Two Hoots in Hell: Hixon Stands Firm on Zoning Issue



The primary election that will settle all Dade County's contested political races this year is next Tuesday, May 24. Those races are few and far between—there are, not to put too fine a point on it, five—but from the imperceptible amount of campaigning going on in some quarters, you might be forgiven for thinking they were even fewer.

That's why The Planet called the Dade Board of Elections and asked if any of the local candidates had withdrawn. Answer: No. Then The Planet, not being the subtle type, also called Dade County Executive candidate Wes Hixon to ask if he had. Answer: Also no.

"As far as going out and knocking on doors, I haven't done any of that," said the candidate by telephone from the Wildwood office of his

Wes Hixon at Dade's KWN-sponsored April 16 candidate debate safari and big-game

hunting company, Wes Hixson Outdoor Adventure and Travel.

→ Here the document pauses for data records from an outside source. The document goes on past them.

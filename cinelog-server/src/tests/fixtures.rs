//! In-memory repository fakes and state assembly for request-level tests.

use std::collections::{HashMap, HashSet};
use std::sync::atomic::{AtomicI64, Ordering};
use std::sync::{Arc, Mutex};

use async_trait::async_trait;
use chrono::Utc;
use uuid::Uuid;

use cinelog_core::database::ports::watch_state::EpisodeToggleOutcome;
use cinelog_core::database::ports::{
    EngagementRepository, MediaRepository, UsersRepository, WatchStateRepository,
};
use cinelog_core::error::{CoreError, Result};
use cinelog_core::providers::MetadataProvider;
use cinelog_core::AppUnitOfWork;
use cinelog_model::{
    Comment, CommentPage, EpisodeKey, Media, MediaId, MediaUpsert, Rating,
    SeriesLayout, UpdateProfileRequest, User, UserRole,
};

use crate::config::Config;
use crate::infra::app_state::AppState;

pub const TEST_JWT_SECRET: &str = "fixture-secret";

// ===== Users =====

#[derive(Default)]
pub struct InMemoryUsers {
    rows: Mutex<HashMap<Uuid, (User, String)>>,
}

impl InMemoryUsers {
    pub fn rows_snapshot(&self) -> Vec<User> {
        self.rows
            .lock()
            .unwrap()
            .values()
            .map(|(user, _)| user.clone())
            .collect()
    }
}

#[async_trait]
impl UsersRepository for InMemoryUsers {
    async fn create_user_with_password(&self, user: &User, password_hash: &str) -> Result<()> {
        let mut rows = self.rows.lock().unwrap();
        if rows
            .values()
            .any(|(existing, _)| existing.email.eq_ignore_ascii_case(&user.email))
        {
            return Err(CoreError::Conflict(format!(
                "email {} is already registered",
                user.email
            )));
        }
        rows.insert(user.id, (user.clone(), password_hash.to_string()));
        Ok(())
    }

    async fn get_user_by_id(&self, id: Uuid) -> Result<Option<User>> {
        Ok(self.rows.lock().unwrap().get(&id).map(|(user, _)| user.clone()))
    }

    async fn get_user_by_email(&self, email: &str) -> Result<Option<User>> {
        Ok(self
            .rows
            .lock()
            .unwrap()
            .values()
            .find(|(user, _)| user.email.eq_ignore_ascii_case(email))
            .map(|(user, _)| user.clone()))
    }

    async fn get_password_hash(&self, user_id: Uuid) -> Result<Option<String>> {
        Ok(self
            .rows
            .lock()
            .unwrap()
            .get(&user_id)
            .map(|(_, hash)| hash.clone()))
    }

    async fn update_password(&self, user_id: Uuid, password_hash: &str) -> Result<()> {
        let mut rows = self.rows.lock().unwrap();
        match rows.get_mut(&user_id) {
            Some((_, hash)) => {
                *hash = password_hash.to_string();
                Ok(())
            }
            None => Err(CoreError::NotFound(format!("user {user_id}"))),
        }
    }

    async fn update_profile(
        &self,
        user_id: Uuid,
        update: &UpdateProfileRequest,
    ) -> Result<User> {
        let mut rows = self.rows.lock().unwrap();
        match rows.get_mut(&user_id) {
            Some((user, _)) => {
                if let Some(first_name) = &update.first_name {
                    user.first_name = first_name.clone();
                }
                if let Some(last_name) = &update.last_name {
                    user.last_name = last_name.clone();
                }
                if let Some(theme) = &update.theme {
                    user.theme = theme.clone();
                }
                user.updated_at = Utc::now();
                Ok(user.clone())
            }
            None => Err(CoreError::NotFound(format!("user {user_id}"))),
        }
    }

    async fn set_role(&self, email: &str, role: UserRole) -> Result<()> {
        let mut rows = self.rows.lock().unwrap();
        for (user, _) in rows.values_mut() {
            if user.email.eq_ignore_ascii_case(email) {
                user.role = role;
                return Ok(());
            }
        }
        Err(CoreError::NotFound(format!("no user with email {email}")))
    }

    async fn delete_user(&self, id: Uuid) -> Result<()> {
        match self.rows.lock().unwrap().remove(&id) {
            Some(_) => Ok(()),
            None => Err(CoreError::NotFound(format!("user {id}"))),
        }
    }
}

// ===== Media =====

#[derive(Default)]
pub struct InMemoryMedia {
    rows: Mutex<HashMap<MediaId, Media>>,
}

#[async_trait]
impl MediaRepository for InMemoryMedia {
    async fn upsert(&self, media: &MediaUpsert) -> Result<()> {
        let mut rows = self.rows.lock().unwrap();
        let now = Utc::now();
        rows.entry(media.id)
            .and_modify(|existing| {
                existing.description = media.description.clone();
                existing.release_date = media.release_date;
                existing.poster_url = media.poster_url.clone();
                existing.updated_at = now;
            })
            .or_insert_with(|| Media {
                id: media.id,
                media_type: media.media_type,
                title: media.title.clone(),
                description: media.description.clone(),
                release_date: media.release_date,
                poster_url: media.poster_url.clone(),
                created_at: now,
                updated_at: now,
            });
        Ok(())
    }

    async fn get(&self, id: MediaId) -> Result<Option<Media>> {
        Ok(self.rows.lock().unwrap().get(&id).cloned())
    }

    async fn list_recent(&self, limit: u32) -> Result<Vec<Media>> {
        let mut rows: Vec<Media> = self.rows.lock().unwrap().values().cloned().collect();
        rows.sort_by(|a, b| b.release_date.cmp(&a.release_date));
        rows.truncate(limit as usize);
        Ok(rows)
    }

    async fn search_title(&self, query: &str, limit: u32) -> Result<Vec<Media>> {
        let query = query.to_lowercase();
        let mut rows: Vec<Media> = self
            .rows
            .lock()
            .unwrap()
            .values()
            .filter(|m| m.title.to_lowercase().contains(&query))
            .cloned()
            .collect();
        rows.truncate(limit as usize);
        Ok(rows)
    }
}

// ===== Watch state =====

#[derive(Default)]
pub struct InMemoryWatchState {
    episodes: Mutex<HashSet<(Uuid, MediaId, EpisodeKey)>>,
    series: Mutex<HashSet<(Uuid, MediaId)>>,
}

impl InMemoryWatchState {
    fn count(&self, user_id: Uuid, series_id: MediaId) -> u32 {
        self.episodes
            .lock()
            .unwrap()
            .iter()
            .filter(|(u, s, _)| *u == user_id && *s == series_id)
            .count() as u32
    }
}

The Planet pointed out that Hixon's candidacy has not been particularly visible: Since qualifying for the race, Hixon has not appeared at any meeting of the Dade County Commission that as county executive he proposes to lead. Nor has he been seen waving Vote For Me signs on the Trenton square or taking any other such opportunity to woo voters.

Hixon explained he'd been having a good year business-wise and was working late at the office even as he spoke. Anyway, he said: "One thing I've discerned is I'm not really a politician."

But he's shown faithfully up at all meet-the-candidate and debate opportunities he's been invited to, said Hixon, and he plans to attend the 11th-hour debate local radio/TV station KWN is sponsoring this Saturday night at its Highway 11 North studio.

The Planet asked Hixon if he'd received any flak from the stand he took at the first KWN debate on April 16 in favor of zoning, which in Dade County has traditionally been as popular as leprosy. Hixon said he had, as a matter of fact, been told that his "political career in Dade County was over," a notion which afforded him a certain sour amusement him since he wasn't aware he'd had one.

But Hixon did step up to seize the opportunity to elaborate on his zoning position:

He himself lives on a big, rural piece of property and doesn't want anybody telling him what to do with it, he said. He shoots his high-powered rifles on it, mows the grass when he feels like it, and doesn't care to be told how many cars he can park on his own land.

But when, years ago, a Chattanooga company wanted to buy a portion of the old Dave L. Brown farm in Wildwood and put a dump on it, he was firmly opposed, said Hixon, and he will be firmly opposed to any other venture that will destroy his property value.

"I will be damned if I want to spend $250,000 and 17 months building my house and then have someone put up a gravel pit or a junkyard or a hog pen across from it,” said Hixon.

These are commonsense matters, said Hixon, and he has no intention to let Dade's allergy to the Z-word impose a gag order on his common sense. He intends to speak his mind, said Hixon, and if it hurts him politically: “I frankly don’t give two hoots in hell if I am or am not elected.”

Manning the Dade Board of Elections on Wednesday, Tracy Street confirmed that Hoot Deficiency Syndrome has also been rife among voters this year. In early primary voting, which opened May 2, only 23 Democratic ballots and 665 Republican ones have been cast so far. Senior election board members had expected heavier turnout, said Street.

The cutoff for early voting is this Friday, May 20, said Street, but the board has decided to keep the polls open until 5 p.m. rather than closing at 2 p.m. with the rest of the county offices.